There are some periodic background refreshes that will take priority at times which may delay your regular operations. 2 seconds sounds like a fairly long time though. These refreshes are necessary since things otherwise will star to drift. You may however disable them and then trigger refreshes manually should you need to.
Or do you mean you stop yourself for some time for some reason?
How is it manually refreshed? How should I set it up? Or which function should be called?
Disable automatic refreshes with: -norefresh
Perform manual refreshes with:
VMMDLL_ConfigSet(hVMM, VMMDLL_OPT_REFRESH_FREQ_FAST, 1);
VMMDLL_ConfigSet(hVMM, VMMDLL_OPT_REFRESH_FREQ_MEDIUM, 1);
VMMDLL_ConfigSet(hVMM, VMMDLL_OPT_REFRESH_FREQ_SLOW, 1);
I'd really recommend against this approach though and just leave the defaults on unless there is an absolute need to do this. If the background refresh is not initiated things will start to drift and get out to date and stop working in strange ways after a short while.
Okay, I will test if there are still any issues after using manual refresh. If it can solve the problem, that would be great. Is the third parameter of ConfigSet to set the refresh time?
It's to perform the actual refresh (since refreshes are otherwise disabled).
When reading at high speeds, high latency is often encountered: ` while (true) { auto start = std::chrono::high_resolution_clock::now();
DWORD_PTR buffer = 0;
VMMDLL_MemReadEx(hVMM, pid, base, (PBYTE)&buffer, sizeof(DWORD_PTR), 0, VMMDLL_FLAG_NOCACHE);
auto end = std::chrono::high_resolution_clock::now();
auto duration = std::chrono::duration_cast<std::chrono::milliseconds>(end - start).count();
if (duration > 0) {
printf("Render Time: %dms\n", duration);
}
}
`
@ygnice
-norefresh
VMMDLL_FLAG_NOCACHE|VMMDLL_FLAG_NOPAGING
will this better the situation?
What should I do if I want to refresh VMMDLL_OPT_REFRESH_FREQ_TLB separately and disable other refreshes?

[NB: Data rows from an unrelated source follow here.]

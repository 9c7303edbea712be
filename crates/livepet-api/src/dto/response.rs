//! Response DTOs.

use serde::{Deserialize, Serialize};

use livepet_service::share::{ShareChallenge, SharedProfile};

/// Standard success response wrapper.
#[derive(Debug, Clone, Serialize, Deserialize)]
pub struct ApiResponse<T: Serialize> {
    /// Whether the request was successful.
    pub success: bool,
    /// Response data.
    pub data: T,
}

impl<T: Serialize> ApiResponse<T> {
    /// Creates a successful response.
    pub fn ok(data: T) -> Self {
        Self {
            success: true,
            data,
        }
    }
}

/// Health check response.
#[derive(Debug, Clone, Serialize, Deserialize)]
pub struct HealthResponse {
    /// `ok` or `degraded`.
    pub status: String,
    /// Crate version.
    pub version: String,
    /// Seconds since the server started.
    pub uptime_seconds: u64,
    /// Whether the backing store answered.
    pub store_reachable: bool,
}

/// Answer of the public share routes when the link is usable.
///
/// `status` is `code_required` together with `challenge`, or `ok` together
/// with `profile`.
#[derive(Debug, Clone, Serialize, Deserialize)]
pub struct SharedAccessResponse {
    pub status: String,
    #[serde(default, skip_serializing_if = "Option::is_none")]
    pub challenge: Option<ShareChallenge>,
    #[serde(default, skip_serializing_if = "Option::is_none")]
    pub profile: Option<SharedProfile>,
}

impl SharedAccessResponse {
    /// The link needs its access code.
    pub fn challenge(challenge: ShareChallenge) -> Self {
        Self {
            status: "code_required".to_string(),
            challenge: Some(challenge),
            profile: None,
        }
    }

    /// Access granted.
    pub fn granted(profile: SharedProfile) -> Self {
        Self {
            status: "ok".to_string(),
            challenge: None,
            profile: Some(profile),
        }
    }
}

add startup option -norefresh
to disable all automatic refreshes. then issue the ConfigSet command with VMMDLL_OPT_REFRESH_FREQ_TLB manually at your preferred intervals and see how it works.
@762278834 are you read efficiency dropping from 4ms to 50ms on all reads, or is it like the screenshot above in which it only happens to some reads?
if it's happening to all reads, what happens if you restart the pcileech test application, do it still have slow read speeds?
@762278834 as you've already noticed the refreshes are required or else things will start to fall apart after a while, you won't be able to read new allocations etc. If you run with the -norefresh
startup option you'd need to refresh manually with VMMDLL_SetConfig as described above in the thread.
There is no way around this. You can't stop refreshes and expect things to go fine, and when you do a refresh it will slightly impact your read speeds when the refresh is taking place.
I'm closing this issue since I think I've answered what those delays may be about and also provided some kind of (even if not ideal) solution to it.
What are the initialization arguments for VMMDLL_ Initialize?What functions do they represent respectively?